Обед прошел в полном молчании. Я знала, что мой визави прием пищи считал делом почти священным, требующим полнейшей сосредоточенности и глубокого погружения, поэтому в процессе еды он не забивал голову мыслями. Когда тарелки были опустошены, глаза Романа постепенно стали приобретать осмысленное выражение, а на лице появилась довольная улыбка:
— Ну, пора в дорогу собираться.
— Хоть бы спасибо сказал, Гаргантюа, — обиделась я.
— Спасибо, конечно, только я тоже не на диване валялся.
Справедливость была восстановлена, когда Ромка почти добровольно остался на кухне мыть посуду, а я отправилась собирать вещи. Вскоре мы выходили из подъезда. К моему великому изумлению, первое, что я увидела, была машина Ковалева.
— Ромка, смотри, машина.
— А я думал, паровоз, — рассмеялся сосед.
— Это Славкина машина.
— Здорово! Еще бы ключи — и цены бы ей не было.
— Ключи у меня дома, на столике в прихожей. Только почему я вчера ее не видела? — удивилась я.
— Элементарно, Ватсон. Вчера ты ее просто не заметила по причине своего, — Роман задумался, подбирая подходящие слова, — нарушенного душевного равновесия.
Тут он был прав на все сто. Душевное равновесие мое оставляло желать лучшего.
— Ты что же, собираешься разъезжать на этой машине? У нас нет ни документов, ни доверенности, ни...
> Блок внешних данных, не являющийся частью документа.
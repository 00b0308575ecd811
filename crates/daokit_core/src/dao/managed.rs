//! Managed-container ORM backend.
//!
//! An [`OrmTemplate`] is injected into the adapter; every template call runs
//! as its own committed unit of work unless the template was created inside
//! a caller's [`TransactionScope`].

use super::error::{DaoError, DaoResult};
use super::mapping::{require_id, require_identifier, RowMapped};
use super::session::OrmSession;
use super::unit_of_work::{TransactionScope, TxMode, UnitOfWork};
use super::{traced, Dao};
use crate::db::DataSource;
use crate::model::entity::EntityId;
use rusqlite::types::Value;
use std::marker::PhantomData;

const BACKEND: &str = "managed";

/// Template running session work in container-managed units of work.
#[derive(Clone, Copy)]
pub struct OrmTemplate<'a> {
    uow: UnitOfWork<'a>,
}

impl<'a> OrmTemplate<'a> {
    pub fn new(source: &'a DataSource) -> Self {
        Self {
            uow: UnitOfWork::new(source),
        }
    }

    pub fn in_scope(source: &'a DataSource, scope: &'a TransactionScope) -> Self {
        Self {
            uow: UnitOfWork::in_scope(source, scope),
        }
    }

    /// Runs a session callback in one read-write unit of work.
    pub fn execute<R>(&self, callback: impl FnOnce(&OrmSession<'_>) -> DaoResult<R>) -> DaoResult<R> {
        self.uow
            .execute(TxMode::ReadWrite, |conn| callback(&OrmSession::new(conn)))
    }

    pub fn get<T: RowMapped>(&self, id: EntityId) -> DaoResult<Option<T>> {
        self.execute(|session| session.get::<T>(id))
    }

    pub fn save<T: RowMapped>(&self, entity: &T) -> DaoResult<EntityId> {
        self.execute(|session| session.save(entity))
    }

    pub fn update<T: RowMapped>(&self, entity: &T) -> DaoResult<()> {
        self.execute(|session| session.update(entity))
    }

    pub fn delete<T: RowMapped>(&self, entity: &T) -> DaoResult<()> {
        self.execute(|session| session.delete(entity))
    }

    pub fn load_all<T: RowMapped>(&self) -> DaoResult<Vec<T>> {
        self.execute(|session| {
            session
                .create_query::<T>(&format!("from {}", T::mapping().entity))?
                .list()
        })
    }

    /// Runs an entity query with positional parameters.
    pub fn find<T: RowMapped>(&self, query: &str, params: Vec<Value>) -> DaoResult<Vec<T>> {
        self.execute(|session| session.create_query::<T>(query)?.bind_all(params).list())
    }

    pub fn find_unique<T: RowMapped>(
        &self,
        query: &str,
        params: Vec<Value>,
    ) -> DaoResult<Option<T>> {
        self.execute(|session| {
            session
                .create_query::<T>(query)?
                .bind_all(params)
                .unique_result()
        })
    }
}

/// DAO adapter delegating to an injected [`OrmTemplate`].
pub struct ManagedDao<'a, T> {
    template: OrmTemplate<'a>,
    _entity: PhantomData<fn() -> T>,
}

impl<'a, T: RowMapped> ManagedDao<'a, T> {
    pub fn new(template: OrmTemplate<'a>) -> Self {
        Self {
            template,
            _entity: PhantomData,
        }
    }

    pub fn template(&self) -> &OrmTemplate<'a> {
        &self.template
    }

    pub fn execute_single_result(&self, query: &str, params: Vec<Value>) -> DaoResult<Option<T>> {
        traced(BACKEND, "single_result", T::mapping().entity, || {
            self.template.find_unique(query, params)
        })
    }

    pub fn execute_result_list(&self, query: &str, params: Vec<Value>) -> DaoResult<Vec<T>> {
        traced(BACKEND, "result_list", T::mapping().entity, || {
            self.template.find(query, params)
        })
    }
}

impl<T: RowMapped> Dao<T> for ManagedDao<'_, T> {
    fn find_one(&self, id: Option<EntityId>) -> DaoResult<Option<T>> {
        traced(BACKEND, "find_one", T::mapping().entity, || {
            let id = require_id::<T>(id)?;
            self.template.get(id)
        })
    }

    fn save(&self, entity: &T) -> DaoResult<T> {
        traced(BACKEND, "save", T::mapping().entity, || {
            let id = self.template.save(entity)?;
            Ok(entity.clone().with_id(id))
        })
    }

    fn update(&self, entity: &T) -> DaoResult<T> {
        traced(BACKEND, "update", T::mapping().entity, || {
            let id = require_identifier(entity, "update")?;
            self.template.update(entity)?;
            self.template
                .get(id)?
                .ok_or_else(|| DaoError::not_found(T::mapping().entity, id))
        })
    }

    fn delete(&self, entity: &T) -> DaoResult<()> {
        traced(BACKEND, "delete", T::mapping().entity, || {
            require_identifier(entity, "delete")?;
            self.template.delete(entity)
        })
    }

    fn get_all(&self) -> DaoResult<Vec<T>> {
        traced(BACKEND, "get_all", T::mapping().entity, || {
            self.template.load_all()
        })
    }
}
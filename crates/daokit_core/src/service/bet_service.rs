//! Bet use-case service.
//!
//! # Invariants
//! - The service never touches storage directly; every call goes through
//!   the injected DAO.
//! - Team names are trimmed and must be non-empty before any DAO call.

use crate::bet::BetFinder;
use crate::dao::{Dao, DaoError, DaoResult};
use crate::model::bet::Bet;
use crate::model::entity::EntityId;
use chrono::NaiveDateTime;

/// Use-case wrapper for bet bookkeeping over any backend adapter.
pub struct BetService<D> {
    dao: D,
}

impl<D: Dao<Bet> + BetFinder> BetService<D> {
    pub fn new(dao: D) -> Self {
        Self { dao }
    }

    pub fn dao(&self) -> &D {
        &self.dao
    }

    /// Records a new bet and returns it with its assigned identifier.
    pub fn place_bet(
        &self,
        team1: &str,
        team2: &str,
        score: &str,
        bet_date: NaiveDateTime,
    ) -> DaoResult<Bet> {
        let (team1, team2) = normalize_teams(team1, team2)?;
        self.dao
            .save(&Bet::new(team1, team2, score.trim(), bet_date))
    }

    pub fn bet(&self, id: EntityId) -> DaoResult<Option<Bet>> {
        self.dao.find_one(Some(id))
    }

    /// Replaces the score of a stored bet.
    ///
    /// # Errors
    /// - `DataAccess(NotFound)` when no bet has `id`.
    pub fn record_score(&self, id: EntityId, score: &str) -> DaoResult<Bet> {
        let mut bet = self
            .dao
            .find_one(Some(id))?
            .ok_or_else(|| DaoError::not_found("Bet", id))?;
        bet.score = score.trim().to_string();
        self.dao.update(&bet)
    }

    pub fn cancel_bet(&self, bet: &Bet) -> DaoResult<()> {
        self.dao.delete(bet)
    }

    pub fn all_bets(&self) -> DaoResult<Vec<Bet>> {
        self.dao.get_all()
    }

    pub fn bet_for_match(
        &self,
        team1: &str,
        team2: &str,
        bet_date: NaiveDateTime,
    ) -> DaoResult<Option<Bet>> {
        let (team1, team2) = normalize_teams(team1, team2)?;
        self.dao.find_bet_by_teams_and_date(team1, team2, bet_date)
    }

    pub fn bets_between_teams(&self, team1: &str, team2: &str) -> DaoResult<Vec<Bet>> {
        let (team1, team2) = normalize_teams(team1, team2)?;
        self.dao.find_bet_by_teams(team1, team2)
    }
}

fn normalize_teams<'t>(team1: &'t str, team2: &'t str) -> DaoResult<(&'t str, &'t str)> {
    let (team1, team2) = (team1.trim(), team2.trim());
    if team1.is_empty() || team2.is_empty() {
        return Err(DaoError::invalid_argument("team names cannot be empty"));
    }
    Ok((team1, team2))
}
— Мадам, вы забыли, где я работаю! — выпятил грудь новоявленный Деточкин, — кстати, а откуда у тебя ключи?
— Славка, когда приехал, бросил их на столик, и они свалились в мой сапог. А когда меня арестовывали, я их не отдала — забыла про них совсем, не до того было.
— Вот видишь. Благодаря твоему сумеречному состоянию мы теперь с колесами.
— Ты меня еще психом назови. Вот теперь я еще и угонщица, — сникла я.
— Ничего подобного. Машина в угон не заявлена, значит, можем смело ею пользоваться. Пойми, Жень, в раскрытии преступления что главное? — тоном наставника спросил Алексеев.
— Ум.
— Ум, конечно, играет важную роль, но главное — оперативность. А без машины какая оперативность? Так что дуй за ключами, я тебя здесь подожду. Как бы не угнали, — обеспокоился вдруг Роман и принялся охранять машину, демонстрируя полнейшую неприступность.
Я уныло поплелась обратно. Встретил меня орущий дурным голосом Моська.
— Маленький мой, — подхватила я на руки толстенького котика, — твоя глупая хозяйка совсем про тебя забыла. Хорошо, что вернулась.
Предстояло еще одно дело: придумать сказку для родителей. Ничего более оригинального, чем командировка на Колыму, сочинить не удалось. Быстренько переговорив с отцом, я выбежала из квартиры, прижимая к груди вопящего кота.